Steve @ Twin Rocks Trading Post
Wrestling with this question for days on end, I began to believe it is suspicious how seemingly unimportant occurrences turn out to be the most important happenings in one’s life. The entire course of your time on earth can be altered by a seemingly innocuous decision; right or left, yes or no. Admittedly, coming to Bluff was a major change, but in reality was the result of an ostensibly trivial choice made years before.
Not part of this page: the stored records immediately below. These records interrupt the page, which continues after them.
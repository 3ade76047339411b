//! # Alias Directory
//!
//! A concurrent, in-memory alias-to-URL directory built with Axum.
//!
//! Clients register short aliases for target URLs, follow them via redirect,
//! list them by prefix and remove them.
//!
//! ## Architecture
//!
//! - **Domain Layer** ([`domain`]) - Mapping entity and the ordered store contract
//! - **Application Layer** ([`application`]) - Writer-preference gate and directory service
//! - **Infrastructure Layer** ([`infrastructure`]) - `BTreeMap`-backed store
//! - **API Layer** ([`api`]) - HTTP handlers, DTOs and middleware
//! - **Utilities** ([`utils`]) - Default alias synthesis, prefix bounds, validation
//!
//! ## Concurrency
//!
//! The directory is owned by a [`application::gate::WriterPreferenceGate`].
//! Reads share access; writes are exclusive, and a write that has been
//! admitted keeps new reads waiting until it finishes.
//!
//! ## Quick Start
//!
//! ```bash
//! cargo run
//! curl -X POST -d 'alias=docs&url=https://docs.rs' localhost:8090/add
//! curl -i localhost:8090/go/docs
//! curl 'localhost:8090/search?prefix=do'
//! curl -X DELETE 'localhost:8090/delete?alias=docs'
//! ```
//!
//! ## Configuration
//!
//! Service configuration is loaded from environment variables via [`config::Config`].

pub mod api;
pub mod application;
pub mod domain;
pub mod error;
pub mod infrastructure;
pub mod state;
pub mod utils;

pub mod config;
pub mod server;

pub mod routes;

pub use error::AppError;
pub use state::AppState;

/// Commonly used types for external consumers.
///
/// Re-exports frequently used types to simplify imports for library users
/// and integration tests.
pub mod prelude {
    pub use crate::application::gate::WriterPreferenceGate;
    pub use crate::application::services::DirectoryService;
    pub use crate::domain::entities::Mapping;
    pub use crate::domain::store::{OrderedKeyStore, ScanRange, StoreError};
    pub use crate::error::AppError;
    pub use crate::infrastructure::memory::BTreeMapStore;
    pub use crate::state::AppState;
}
The day the Simpson family acquired its first television set in the early 1960s, an interesting but certainly not groundbreaking event, would turn out to be one of those life altering incidents. Back then not many families in Bluff had TV. Of course back then there were not many families in Bluff anyway. The original signal came through a two strand wire held together by cylindrical black spacers. That cable was lashed to small towers and slug over the cliffs, a crude but workable system; at least until the wind blew. Remnants of this early network can still be seen protruding from the sandstone behind the trading post.
Although I do not recall much about the early programming, I can still remember the broadcast symbol which came on at the end of the day and hear the humming sound that accompanied it just before the television went dead. Although I have never been a great fan TV, there was one program I really loved. No, it was not I Love Lucy or Mayberry R.F.D., it was in fact Let’s Make a Deal.
It was probably not until the show came to nighttime television in 1971 that I realized the impact it was having on my life. I remember sitting on the edge of my chair each night as the contestants tried to outsmart the host Monty Hall. Their goal was to take home the super prize, rather than the mediocre gift they had been initially awarded. “Choose door number 3” or “Don’t fall for that, it’s a trap,” I would shout at them, as though they could hear my advice.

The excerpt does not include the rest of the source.